■ Assignment:
Identify and copy all lines of the material where the string "price" is found.

◆ ◆ ◆

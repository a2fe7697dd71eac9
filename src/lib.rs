//! stockledger: cash ledger and trading engine for a paper stock portfolio.
//!
//! - `domain`: ledger types, invariants, errors and the store/price ports
//! - `application`: the trading engine, portfolio valuation and bootstrap
//! - `infrastructure`: SQLite and in-memory stores, price lookups, logging
//! - `config`: environment-driven configuration

pub mod application;
pub mod config;
pub mod domain;
pub mod infrastructure;
pub mod persistence;
pub mod services;

pub use persistence::{PersistenceBootstrap, PersistenceHandle};
pub use services::{ServicesBootstrap, ServicesHandle};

◆ ◆ ◆

■ Your response:
//! - `domain`: ledger types, invariants, errors and the store/price ports
//! - `infrastructure`: SQLite and in-memory stores, price lookups, logging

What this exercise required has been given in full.